Los parques de Manhattan concentran el brillo de la luz en el verano. Una chica gótica bordea la fuente de agua y refleja en el metal de sus pírsines la silueta de un aviso que señala la ruta hacia la Zona Cero. Una anciana de arrugas húngaras se deja llevar por un cenizo perro labrador que olisquea las huellas más recientes dejadas por un french poodle. El cuerpo encorvado y la palidez de ese rostro que tal vez lloró la muerte de James Dean, me hacen temer que este sea su último paseo. Vive en desaliento, el perro lo sabe e impone un ritmo tranquilo que le permita llegar de nuevo a la buhardilla de la calle 34. Una pareja de enamorados rastas se mete la mano en una banca que fue, hasta hace poco, la cama de un homeless, indiferente a la falsa amabilidad de los yuppies, ahora que descienden de los rascacielos en busca de un helado y una ensalada de vegetales. Sobre el prado y en ropa corta de playa, mujeres maduras y chicos rubios se entregan a una actividad silenciosa y ritual: están leyendo y pareciera que no hay nada más importante para ellos que estar leyendo.

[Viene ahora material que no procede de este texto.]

//! The schema capability and its built-in declarative implementation.
//!
//! A schema only answers "does this candidate record satisfy me, and if not,
//! where and why". Steps and navigation are not its concern;
//! [`super::validator`] turns its answer into gating decisions.

use regex::Regex;
use serde::Serialize;
use serde_json::Value;

use crate::form::field::{
    is_present, ChoiceField, FieldArrayDef, FieldDefinition, FieldKind, NumberConstraints,
    TextConstraints,
};
use crate::form::ConfigError;
use crate::store::FieldMap;

const EMAIL_PATTERN: &str = r"^[^\s@]+@[^\s@]+\.[^\s@]+$";

/// One failed check. `path` starts with the top-level field name; issues on
/// array items continue with the item index and the item field name.
#[derive(Debug, Clone, PartialEq, Eq, Serialize)]
pub struct SchemaIssue {
    pub path: Vec<String>,
    pub message: String,
}

/// Result of [`SchemaValidator::safe_parse`].
#[derive(Debug, Clone, PartialEq, Eq, Serialize)]
pub struct ParseOutcome {
    pub success: bool,
    #[serde(skip_serializing_if = "Vec::is_empty")]
    pub errors: Vec<SchemaIssue>,
}

impl ParseOutcome {
    pub fn passed() -> Self {
        Self {
            success: true,
            errors: Vec::new(),
        }
    }

    pub fn failed(errors: Vec<SchemaIssue>) -> Self {
        Self {
            success: false,
            errors,
        }
    }

    fn from_issues(errors: Vec<SchemaIssue>) -> Self {
        if errors.is_empty() {
            Self::passed()
        } else {
            Self::failed(errors)
        }
    }
}

/// Validation capability attached to a step.
///
/// Implemented by [`FieldSchema`] and by any
/// `Fn(&FieldMap) -> ParseOutcome`, so an external validation library can be
/// adapted with a closure.
pub trait SchemaValidator: Send + Sync {
    fn safe_parse(&self, candidate: &FieldMap) -> ParseOutcome;
}

impl<F> SchemaValidator for F
where
    F: Fn(&FieldMap) -> ParseOutcome + Send + Sync,
{
    fn safe_parse(&self, candidate: &FieldMap) -> ParseOutcome {
        self(candidate)
    }
}

// ── FieldSchema ───────────────────────────────────────────────────────────────

/// Schema compiled from a step's field definitions.
///
/// Hidden fields (display condition false) are skipped entirely. Blank
/// strings, `null`, and empty arrays count as "not set".
#[derive(Debug)]
pub struct FieldSchema {
    fields: Vec<CompiledField>,
}

#[derive(Debug)]
struct CompiledField {
    def: FieldDefinition,
    pattern: Option<Regex>,
    /// Item fields of an array, or members of a group.
    children: Vec<CompiledField>,
}

impl FieldSchema {
    pub fn compile(fields: &[FieldDefinition]) -> Result<Self, ConfigError> {
        let fields = fields
            .iter()
            .map(CompiledField::compile)
            .collect::<Result<Vec<_>, _>>()?;
        Ok(Self { fields })
    }
}

impl SchemaValidator for FieldSchema {
    fn safe_parse(&self, candidate: &FieldMap) -> ParseOutcome {
        let mut issues = Vec::new();
        for field in &self.fields {
            field.check(candidate, &[], &mut issues);
        }
        ParseOutcome::from_issues(issues)
    }
}

impl CompiledField {
    fn compile(def: &FieldDefinition) -> Result<Self, ConfigError> {
        let source = match &def.kind {
            FieldKind::Text(c) | FieldKind::Textarea(c) => c.pattern.as_deref(),
            FieldKind::Email => Some(EMAIL_PATTERN),
            _ => None,
        };
        let pattern = source
            .map(|p| {
                Regex::new(p).map_err(|e| ConfigError::InvalidPattern {
                    field: def.name.clone(),
                    message: e.to_string(),
                })
            })
            .transpose()?;
        let children = match &def.kind {
            FieldKind::FieldArray(a) => a.item_fields.as_slice(),
            FieldKind::ConditionalGroup(g) => g.fields.as_slice(),
            _ => &[],
        };
        let children = children
            .iter()
            .map(CompiledField::compile)
            .collect::<Result<Vec<_>, _>>()?;
        Ok(Self {
            def: def.clone(),
            pattern,
            children,
        })
    }

    fn check(&self, scope: &FieldMap, prefix: &[String], issues: &mut Vec<SchemaIssue>) {
        let def = &self.def;
        if !def.is_visible(scope) {
            return;
        }
        if let FieldKind::ConditionalGroup(_) = def.kind {
            for member in &self.children {
                member.check(scope, prefix, issues);
            }
            return;
        }

        let label = def.label.as_str();
        let required = def.is_required(scope);
        let Some(value) = scope.get(&def.name).filter(|v| is_present(v)) else {
            if required {
                let message = match &def.kind {
                    FieldKind::FieldArray(a) => at_least_items(label, a.min_items.unwrap_or(1).max(1)),
                    _ => format!("{label} is required"),
                };
                issues.push(issue(prefix, &def.name, message));
            }
            return;
        };

        let message = match &def.kind {
            FieldKind::Text(c) | FieldKind::Textarea(c) => {
                check_text(label, c, self.pattern.as_ref(), value)
            }
            FieldKind::Email => check_email(label, self.pattern.as_ref(), value),
            FieldKind::Number(c) => check_number(label, c, value),
            FieldKind::Select(c) | FieldKind::Radio(c) => check_choice(label, c, value),
            FieldKind::Checkbox => check_checkbox(label, required, value),
            FieldKind::FieldArray(a) => {
                self.check_items(a, required, value, prefix, issues);
                None
            }
            FieldKind::ConditionalGroup(_) => None,
        };
        if let Some(message) = message {
            issues.push(issue(prefix, &def.name, message));
        }
    }

    fn check_items(
        &self,
        array: &FieldArrayDef,
        required: bool,
        value: &Value,
        prefix: &[String],
        issues: &mut Vec<SchemaIssue>,
    ) {
        let def = &self.def;
        let label = def.label.as_str();
        let Some(items) = value.as_array() else {
            issues.push(issue(prefix, &def.name, format!("{label} must be a list")));
            return;
        };

        let min = array.min_items.unwrap_or(0).max(usize::from(required));
        if items.len() < min {
            issues.push(issue(prefix, &def.name, at_least_items(label, min)));
        }
        if let Some(max) = array.max_items {
            if items.len() > max {
                let noun = if max == 1 { "item" } else { "items" };
                issues.push(issue(
                    prefix,
                    &def.name,
                    format!("{label} must contain at most {max} {noun}"),
                ));
            }
        }

        for (index, item) in items.iter().enumerate() {
            let mut item_prefix = prefix.to_vec();
            item_prefix.push(def.name.clone());
            item_prefix.push(index.to_string());
            match item.as_object() {
                Some(entry) => {
                    for child in &self.children {
                        child.check(entry, &item_prefix, issues);
                    }
                }
                None => issues.push(SchemaIssue {
                    path: item_prefix,
                    message: format!("{label} entry {} is invalid", index + 1),
                }),
            }
        }
    }
}

fn issue(prefix: &[String], name: &str, message: String) -> SchemaIssue {
    let mut path = prefix.to_vec();
    path.push(name.to_string());
    SchemaIssue { path, message }
}

fn at_least_items(label: &str, n: usize) -> String {
    let noun = if n == 1 { "item" } else { "items" };
    format!("{label} must contain at least {n} {noun}")
}

fn check_text(
    label: &str,
    constraints: &TextConstraints,
    pattern: Option<&Regex>,
    value: &Value,
) -> Option<String> {
    let Some(text) = value.as_str() else {
        return Some(format!("{label} must be text"));
    };
    let length = text.chars().count();
    if let Some(min) = constraints.min_length {
        if length < min {
            return Some(format!("{label} must be at least {min} characters"));
        }
    }
    if let Some(max) = constraints.max_length {
        if length > max {
            return Some(format!("{label} must be at most {max} characters"));
        }
    }
    if pattern.is_some_and(|re| !re.is_match(text)) {
        return Some(format!("{label} has an invalid format"));
    }
    None
}

fn check_email(label: &str, pattern: Option<&Regex>, value: &Value) -> Option<String> {
    let valid = match (value.as_str(), pattern) {
        (Some(text), Some(re)) => re.is_match(text.trim()),
        _ => false,
    };
    (!valid).then(|| format!("{label} must be a valid email address"))
}

fn check_number(label: &str, constraints: &NumberConstraints, value: &Value) -> Option<String> {
    let number = match value {
        Value::Number(n) => n.as_f64(),
        Value::String(s) => s.trim().parse::<f64>().ok(),
        _ => None,
    };
    let Some(number) = number.filter(|n| n.is_finite()) else {
        return Some(format!("{label} must be a number"));
    };
    if constraints.integer && number.fract() != 0.0 {
        return Some(format!("{label} must be a whole number"));
    }
    if let Some(min) = constraints.min {
        if number < min {
            return Some(format!("{label} must be at least {}", format_bound(min)));
        }
    }
    if let Some(max) = constraints.max {
        if number > max {
            return Some(format!("{label} must be at most {}", format_bound(max)));
        }
    }
    None
}

fn format_bound(bound: f64) -> String {
    if bound.fract() == 0.0 {
        format!("{bound:.0}")
    } else {
        bound.to_string()
    }
}

fn check_choice(label: &str, choices: &ChoiceField, value: &Value) -> Option<String> {
    let chosen = match value {
        Value::String(s) => s.clone(),
        Value::Number(n) => n.to_string(),
        Value::Bool(b) => b.to_string(),
        _ => String::new(),
    };
    let listed = choices.options.iter().any(|o| o.value == chosen);
    (!listed).then(|| format!("{label} must be one of the listed options"))
}

fn check_checkbox(label: &str, required: bool, value: &Value) -> Option<String> {
    match value {
        Value::Bool(false) if required => Some(format!("{label} is required")),
        Value::Bool(_) => None,
        _ => Some(format!("{label} must be true or false")),
    }
}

¿Qué leen?, me pregunto. ¿A qué lugar del mundo serían transportados? ¿Qué trama arroja sentido a la existencia individual? Logro acercarme, sigiloso, a un chico que resume en su piel la ardiente arena de las playas de Long Island. El intruso no existe para él, solo el mundo que reside entre las páginas, solo ese imperceptible batir de alas, entre el ojo y la hoja, entre el sosiego corporal y el fino aroma que expelen las lisas fibras vegetales. Hay una alegre expectación en su mirada, una serena actitud en su cuerpo ágil. Una veta de sol toca la delgada superficie del libro abierto y el arte sucede en esa postal que pronto será noticia en las ondulaciones del Hudson river. Entre los ojos y la superficie de la celulosa expuesta al día, el misterio, el susurro gráfico de un mensaje directo, sin terceros.
La ciudad guarda prudencia en los contornos del parque, se contiene, eterniza el momento con su rumor de voces inmigrantes y esa lluvia eterna, de ruidos, extendida en las encrucijadas palpitantes. El juego de luces en los semáforos impone a la ciudad un ritmo lento, detiene por minutos el impulso cotidiano de un mapa en conmoción, a punto de estallar en sus arterias de túneles y redes ferroviarias. Así, el ritmo lento, el goce inolvidable sobre la dermis del prado, el libro expuesto en otra página, como la luz que autoriza en Chelsea Park tomar una ruta alterna, rumbo a los antiguos muelles que vieron descender de los barcos familias irlandesas.
Leer es un acto solitario, igual que caminar. También es un placer, como caminar una aventura placentera. Para llegar hasta allí, a la alameda de Tompkins Square y detener de algún modo el presente luminoso de esa cartografía rocosa que el Hudson atrapa en sus aguas migratorias, nuestros lectores debieron cruzar calles, avenidas, una plataforma levadiza, subir las escaleras del subte en Penn Station o atravesar en bicicleta la herrumbre de un puente que nos arroja o nos trae de vuelta al vecindario de Brooklyn. Nuestros lectores han cruzado las calles y avenidas donde abundan los psicópatas de Auster, los sastres de Talesse, los ebrios de Carver, las divas histéricas de Capote, los fantasmas de Mailer. Más allá de las pasarelas colgantes, un cielo azul registra, impávido, cómo las estructuras de metal y vidrio se aproximan a sus cristales de hielo.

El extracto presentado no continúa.